SOURCE MATERIAL ->
══════════
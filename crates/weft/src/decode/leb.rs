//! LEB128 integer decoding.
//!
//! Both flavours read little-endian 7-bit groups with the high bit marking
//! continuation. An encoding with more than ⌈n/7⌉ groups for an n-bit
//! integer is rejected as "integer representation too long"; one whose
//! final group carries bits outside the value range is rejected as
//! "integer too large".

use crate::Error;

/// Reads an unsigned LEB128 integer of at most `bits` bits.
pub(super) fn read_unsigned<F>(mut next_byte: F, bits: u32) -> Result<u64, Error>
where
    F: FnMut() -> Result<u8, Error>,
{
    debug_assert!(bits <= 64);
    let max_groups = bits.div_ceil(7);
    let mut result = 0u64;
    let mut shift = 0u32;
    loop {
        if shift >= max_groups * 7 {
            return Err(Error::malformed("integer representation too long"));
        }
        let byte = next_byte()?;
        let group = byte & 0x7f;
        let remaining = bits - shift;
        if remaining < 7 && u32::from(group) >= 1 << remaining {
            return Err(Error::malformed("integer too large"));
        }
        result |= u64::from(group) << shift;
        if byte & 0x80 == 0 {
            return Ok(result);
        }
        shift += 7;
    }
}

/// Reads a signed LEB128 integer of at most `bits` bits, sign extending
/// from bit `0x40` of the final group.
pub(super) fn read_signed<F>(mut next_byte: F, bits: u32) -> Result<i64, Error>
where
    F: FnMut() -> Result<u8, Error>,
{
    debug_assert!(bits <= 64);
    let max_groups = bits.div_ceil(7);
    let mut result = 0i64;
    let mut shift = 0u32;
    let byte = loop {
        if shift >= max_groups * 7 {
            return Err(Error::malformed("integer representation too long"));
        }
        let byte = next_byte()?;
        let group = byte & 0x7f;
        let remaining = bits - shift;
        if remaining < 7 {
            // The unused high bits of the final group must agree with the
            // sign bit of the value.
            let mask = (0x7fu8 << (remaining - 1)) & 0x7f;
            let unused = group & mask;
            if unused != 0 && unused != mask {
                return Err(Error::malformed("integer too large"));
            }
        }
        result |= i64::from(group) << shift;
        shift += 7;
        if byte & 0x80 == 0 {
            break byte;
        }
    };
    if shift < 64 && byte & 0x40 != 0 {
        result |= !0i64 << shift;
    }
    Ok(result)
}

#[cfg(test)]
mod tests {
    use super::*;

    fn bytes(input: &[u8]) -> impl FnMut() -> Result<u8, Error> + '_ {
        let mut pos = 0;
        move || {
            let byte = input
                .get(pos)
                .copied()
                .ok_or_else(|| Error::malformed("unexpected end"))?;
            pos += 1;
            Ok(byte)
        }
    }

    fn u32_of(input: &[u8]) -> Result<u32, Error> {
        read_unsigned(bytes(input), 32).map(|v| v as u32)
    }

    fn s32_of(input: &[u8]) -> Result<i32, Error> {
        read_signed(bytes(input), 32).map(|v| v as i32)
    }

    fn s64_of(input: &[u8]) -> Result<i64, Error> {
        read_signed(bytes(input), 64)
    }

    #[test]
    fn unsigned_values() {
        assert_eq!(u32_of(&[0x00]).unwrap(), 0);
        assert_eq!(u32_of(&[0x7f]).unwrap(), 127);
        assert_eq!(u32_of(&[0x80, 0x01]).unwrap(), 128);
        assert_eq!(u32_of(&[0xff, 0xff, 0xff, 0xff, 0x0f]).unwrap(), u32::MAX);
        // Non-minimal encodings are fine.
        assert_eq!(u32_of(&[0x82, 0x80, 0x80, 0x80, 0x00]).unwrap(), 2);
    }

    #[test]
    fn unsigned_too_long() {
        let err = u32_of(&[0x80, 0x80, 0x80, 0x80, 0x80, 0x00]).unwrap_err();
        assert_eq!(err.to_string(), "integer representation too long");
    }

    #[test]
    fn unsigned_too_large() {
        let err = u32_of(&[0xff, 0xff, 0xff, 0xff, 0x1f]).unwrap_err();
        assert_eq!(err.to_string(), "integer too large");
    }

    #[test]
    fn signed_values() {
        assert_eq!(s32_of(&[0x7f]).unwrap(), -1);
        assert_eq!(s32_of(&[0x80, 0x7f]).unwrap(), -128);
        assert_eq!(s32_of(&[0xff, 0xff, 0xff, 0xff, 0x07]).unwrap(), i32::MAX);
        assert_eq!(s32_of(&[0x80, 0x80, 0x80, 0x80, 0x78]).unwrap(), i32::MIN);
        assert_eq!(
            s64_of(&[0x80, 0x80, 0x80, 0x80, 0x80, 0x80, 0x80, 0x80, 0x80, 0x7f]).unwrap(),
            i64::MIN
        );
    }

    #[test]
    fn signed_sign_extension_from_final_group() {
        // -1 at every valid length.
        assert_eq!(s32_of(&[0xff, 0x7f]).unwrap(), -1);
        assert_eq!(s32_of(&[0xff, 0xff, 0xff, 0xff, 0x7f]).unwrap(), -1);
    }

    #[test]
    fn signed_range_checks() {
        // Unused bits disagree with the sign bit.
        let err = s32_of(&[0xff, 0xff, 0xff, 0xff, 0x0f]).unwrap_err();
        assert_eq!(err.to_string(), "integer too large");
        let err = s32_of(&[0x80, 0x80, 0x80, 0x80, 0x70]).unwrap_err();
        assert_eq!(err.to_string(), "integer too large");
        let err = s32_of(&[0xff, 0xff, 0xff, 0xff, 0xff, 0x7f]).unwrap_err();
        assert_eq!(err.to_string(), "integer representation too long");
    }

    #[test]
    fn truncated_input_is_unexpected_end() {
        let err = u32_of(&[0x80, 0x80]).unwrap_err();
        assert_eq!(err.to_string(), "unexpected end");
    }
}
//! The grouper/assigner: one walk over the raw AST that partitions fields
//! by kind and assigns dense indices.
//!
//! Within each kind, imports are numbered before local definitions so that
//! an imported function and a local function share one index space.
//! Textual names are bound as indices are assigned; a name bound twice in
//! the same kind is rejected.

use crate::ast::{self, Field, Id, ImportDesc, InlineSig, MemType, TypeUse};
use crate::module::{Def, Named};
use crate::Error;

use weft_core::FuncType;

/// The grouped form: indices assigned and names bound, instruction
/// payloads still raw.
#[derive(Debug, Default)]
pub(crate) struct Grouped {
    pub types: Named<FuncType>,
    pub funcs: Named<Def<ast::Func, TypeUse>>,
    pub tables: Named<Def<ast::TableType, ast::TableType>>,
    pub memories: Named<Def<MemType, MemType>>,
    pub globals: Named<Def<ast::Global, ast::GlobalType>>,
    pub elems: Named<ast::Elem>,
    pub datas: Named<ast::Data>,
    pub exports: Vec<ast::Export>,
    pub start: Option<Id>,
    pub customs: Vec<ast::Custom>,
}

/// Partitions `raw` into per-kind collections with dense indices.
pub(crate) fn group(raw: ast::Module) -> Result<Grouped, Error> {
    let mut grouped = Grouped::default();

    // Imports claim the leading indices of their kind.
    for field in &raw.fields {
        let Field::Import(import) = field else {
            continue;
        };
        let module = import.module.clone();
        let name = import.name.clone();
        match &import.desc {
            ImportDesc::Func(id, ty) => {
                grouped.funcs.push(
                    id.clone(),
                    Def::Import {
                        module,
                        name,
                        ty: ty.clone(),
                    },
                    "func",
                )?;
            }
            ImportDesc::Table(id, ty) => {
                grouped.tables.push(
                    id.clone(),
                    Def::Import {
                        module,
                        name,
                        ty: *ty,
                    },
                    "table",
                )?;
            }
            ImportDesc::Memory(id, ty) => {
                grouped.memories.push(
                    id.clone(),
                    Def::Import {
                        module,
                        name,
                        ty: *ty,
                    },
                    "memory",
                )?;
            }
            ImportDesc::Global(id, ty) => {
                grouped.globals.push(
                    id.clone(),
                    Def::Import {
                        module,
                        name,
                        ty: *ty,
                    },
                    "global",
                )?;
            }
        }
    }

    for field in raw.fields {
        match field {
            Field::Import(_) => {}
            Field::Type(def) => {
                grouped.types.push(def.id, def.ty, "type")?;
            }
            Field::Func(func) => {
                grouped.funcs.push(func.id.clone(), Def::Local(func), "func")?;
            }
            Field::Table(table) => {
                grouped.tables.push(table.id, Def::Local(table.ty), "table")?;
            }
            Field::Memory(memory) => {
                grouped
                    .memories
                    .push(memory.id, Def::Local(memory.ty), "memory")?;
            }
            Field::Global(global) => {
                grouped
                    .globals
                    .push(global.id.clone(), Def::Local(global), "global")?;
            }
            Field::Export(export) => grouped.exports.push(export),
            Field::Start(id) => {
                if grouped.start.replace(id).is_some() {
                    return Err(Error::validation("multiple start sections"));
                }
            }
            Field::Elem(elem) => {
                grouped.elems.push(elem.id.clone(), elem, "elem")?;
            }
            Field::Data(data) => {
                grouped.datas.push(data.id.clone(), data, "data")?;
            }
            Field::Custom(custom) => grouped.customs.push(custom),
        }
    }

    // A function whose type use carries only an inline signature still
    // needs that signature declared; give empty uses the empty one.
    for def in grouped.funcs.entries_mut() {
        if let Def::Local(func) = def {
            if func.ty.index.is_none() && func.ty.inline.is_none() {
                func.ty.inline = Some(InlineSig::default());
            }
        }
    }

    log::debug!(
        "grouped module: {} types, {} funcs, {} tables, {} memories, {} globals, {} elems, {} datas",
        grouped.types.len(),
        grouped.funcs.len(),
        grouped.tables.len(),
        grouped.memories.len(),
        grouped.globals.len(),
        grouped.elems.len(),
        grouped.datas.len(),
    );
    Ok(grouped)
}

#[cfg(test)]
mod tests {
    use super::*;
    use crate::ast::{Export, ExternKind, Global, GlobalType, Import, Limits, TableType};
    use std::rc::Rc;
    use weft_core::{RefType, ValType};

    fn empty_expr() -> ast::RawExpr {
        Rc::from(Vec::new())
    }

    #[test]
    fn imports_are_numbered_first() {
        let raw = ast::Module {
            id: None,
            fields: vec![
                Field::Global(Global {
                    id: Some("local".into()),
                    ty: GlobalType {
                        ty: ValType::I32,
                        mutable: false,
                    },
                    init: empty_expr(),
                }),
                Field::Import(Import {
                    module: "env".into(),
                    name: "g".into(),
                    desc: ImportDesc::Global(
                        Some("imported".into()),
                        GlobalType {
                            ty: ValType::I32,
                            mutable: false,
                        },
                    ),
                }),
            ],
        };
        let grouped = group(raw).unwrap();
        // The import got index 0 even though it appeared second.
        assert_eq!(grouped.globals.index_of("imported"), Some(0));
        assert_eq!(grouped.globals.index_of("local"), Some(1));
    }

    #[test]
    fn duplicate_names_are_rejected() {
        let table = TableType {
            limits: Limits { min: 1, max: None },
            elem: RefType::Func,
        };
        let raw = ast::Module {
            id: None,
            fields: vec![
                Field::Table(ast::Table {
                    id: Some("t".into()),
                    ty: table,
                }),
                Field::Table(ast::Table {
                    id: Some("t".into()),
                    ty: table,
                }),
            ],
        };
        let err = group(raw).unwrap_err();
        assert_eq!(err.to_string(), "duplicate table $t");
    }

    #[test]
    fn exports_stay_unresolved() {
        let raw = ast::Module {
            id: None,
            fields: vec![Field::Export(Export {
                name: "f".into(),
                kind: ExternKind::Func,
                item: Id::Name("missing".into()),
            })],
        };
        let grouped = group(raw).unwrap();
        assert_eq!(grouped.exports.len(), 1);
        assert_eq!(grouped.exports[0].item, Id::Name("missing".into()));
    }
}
══════════
Within the records above, each line containing "remaining" is to be returned.

EXERCISE RESPONSE ->
        let remaining = bits - shift;
        if remaining < 7 && u32::from(group) >= 1 << remaining {
        let remaining = bits - shift;
        if remaining < 7 {
            let mask = (0x7fu8 << (remaining - 1)) & 0x7f;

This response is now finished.